> WHAT IS EXPECTED:
Among the records below, how many lines contain "Debug"? State the number and nothing more.

+++

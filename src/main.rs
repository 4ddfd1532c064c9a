//! plantbase - plant knowledge base ingestion pipeline
//!
//! Merges two independently-authored plant documents (catalog +
//! knowledge base) into one canonical entity set and keeps a normalized
//! SQLite store synchronized with it. `export` projects the store back
//! into both document shapes; `report` prints a month digest.

use anyhow::Result;
use chrono::Datelike;
use clap::{Parser, Subcommand};
use plantbase::pipeline::IngestOutcome;
use std::path::PathBuf;
use tracing::{info, Level};
use tracing_subscriber::FmtSubscriber;

#[derive(Parser)]
#[command(name = "plantbase", version, about = "Plant knowledge base ingestion pipeline")]
struct Cli {
    /// Data folder holding plants.db (defaults: $PLANTBASE_ROOT, config
    /// file, then the OS data directory)
    #[arg(long, global = true)]
    root: Option<PathBuf>,

    #[command(subcommand)]
    command: Command,
}

#[derive(Subcommand)]
enum Command {
    /// Read both source documents, merge, and replace the store
    Ingest {
        /// Catalog document (Source A)
        #[arg(long, default_value = "catalog.json")]
        catalog: PathBuf,
        /// Knowledge base document (Source B)
        #[arg(long, default_value = "plants-kb.json")]
        kb: PathBuf,
    },
    /// Project the store back into both document shapes
    Export {
        #[arg(long, default_value = "catalog-export.json")]
        catalog_out: PathBuf,
        #[arg(long, default_value = "plants-kb-export.json")]
        kb_out: PathBuf,
    },
    /// Print the sowing/harvest digest for a month
    Report {
        /// Query month 1..12 (defaults to the current month)
        #[arg(long, value_parser = clap::value_parser!(u8).range(1..=12))]
        month: Option<u8>,
    },
}

#[tokio::main]
async fn main() -> Result<()> {
    let subscriber = FmtSubscriber::builder()
        .with_max_level(Level::INFO)
        .finish();
    tracing::subscriber::set_global_default(subscriber)?;

    let cli = Cli::parse();

    let root_folder = plantbase::config::resolve_root_folder(cli.root.as_deref())?;
    let db_path = plantbase::config::database_path(&root_folder);
    info!("Store: {}", db_path.display());

    match cli.command {
        Command::Ingest { catalog, kb } => {
            match plantbase::pipeline::ingest(&catalog, &kb, &db_path).await? {
                IngestOutcome::NothingToDo => println!("nothing to do"),
                IngestOutcome::Replaced { plants } => {
                    println!("ingested {} plants", plants);
                }
            }
        }
        Command::Export { catalog_out, kb_out } => {
            plantbase::pipeline::export(&db_path, &catalog_out, &kb_out).await?;
        }
        Command::Report { month } => {
            if !db_path.exists() {
                anyhow::bail!("No store at {}; run ingest first", db_path.display());
            }
            let month = month.unwrap_or_else(|| chrono::Local::now().month() as u8);
            let pool = plantbase::db::open_store(&db_path).await?;
            let entries = plantbase::report::month_report(&pool, month).await?;
            pool.close().await;
            print!("{}", plantbase::report::render(month, &entries));
        }
    }

    Ok(())
}
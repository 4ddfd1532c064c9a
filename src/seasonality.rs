//! Seasonality window evaluation
//!
//! A window is a (start_month, end_month) pair in 1..12. Windows may wrap
//! the year boundary (start > end), e.g. November..February covers Nov,
//! Dec, Jan, Feb. Evaluation is pure; it is invoked per (plant, window,
//! query month) by reporting and ingestion validation.

use serde::{Deserialize, Serialize};
use std::fmt;

/// Seasonal activity a window applies to.
#[derive(Debug, Clone, Copy, PartialEq, Eq, PartialOrd, Ord, Hash, Serialize, Deserialize)]
#[serde(rename_all = "lowercase")]
pub enum Activity {
    Sowing,
    Harvest,
}

impl Activity {
    /// Stable string form used as the `activity` column value.
    pub fn as_str(&self) -> &'static str {
        match self {
            Activity::Sowing => "sowing",
            Activity::Harvest => "harvest",
        }
    }

    /// Parse the stored column value back into an activity.
    pub fn parse(value: &str) -> Option<Self> {
        match value {
            "sowing" => Some(Activity::Sowing),
            "harvest" => Some(Activity::Harvest),
            _ => None,
        }
    }
}

impl fmt::Display for Activity {
    fn fmt(&self, f: &mut fmt::Formatter<'_>) -> fmt::Result {
        f.write_str(self.as_str())
    }
}

/// A resolved seasonality window, months validated into 1..12.
#[derive(Debug, Clone, Copy, PartialEq, Eq, Serialize, Deserialize)]
pub struct SeasonWindow {
    pub start_month: u8,
    pub end_month: u8,
}

impl SeasonWindow {
    /// Build a window, rejecting out-of-range months.
    pub fn new(start_month: u8, end_month: u8) -> Option<Self> {
        if (1..=12).contains(&start_month) && (1..=12).contains(&end_month) {
            Some(Self {
                start_month,
                end_month,
            })
        } else {
            None
        }
    }

    /// True when the window spans the December/January boundary.
    pub fn wraps(&self) -> bool {
        self.start_month > self.end_month
    }

    /// Containment test for a query month.
    ///
    /// Non-wrapping: `start <= month <= end`.
    /// Wrapping: `month >= start || month <= end`.
    pub fn is_active(&self, month: u8) -> bool {
        if self.wraps() {
            month >= self.start_month || month <= self.end_month
        } else {
            (self.start_month..=self.end_month).contains(&month)
        }
    }

    /// The window closes this month (its last active month).
    pub fn is_expiring(&self, month: u8) -> bool {
        self.end_month == month
    }

    /// A true range rather than a single-month spike. Reporting
    /// classification only, not a structural invariant.
    pub fn is_peak(&self) -> bool {
        self.start_month != self.end_month
    }
}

+++

> WRITTEN ANSWER:
2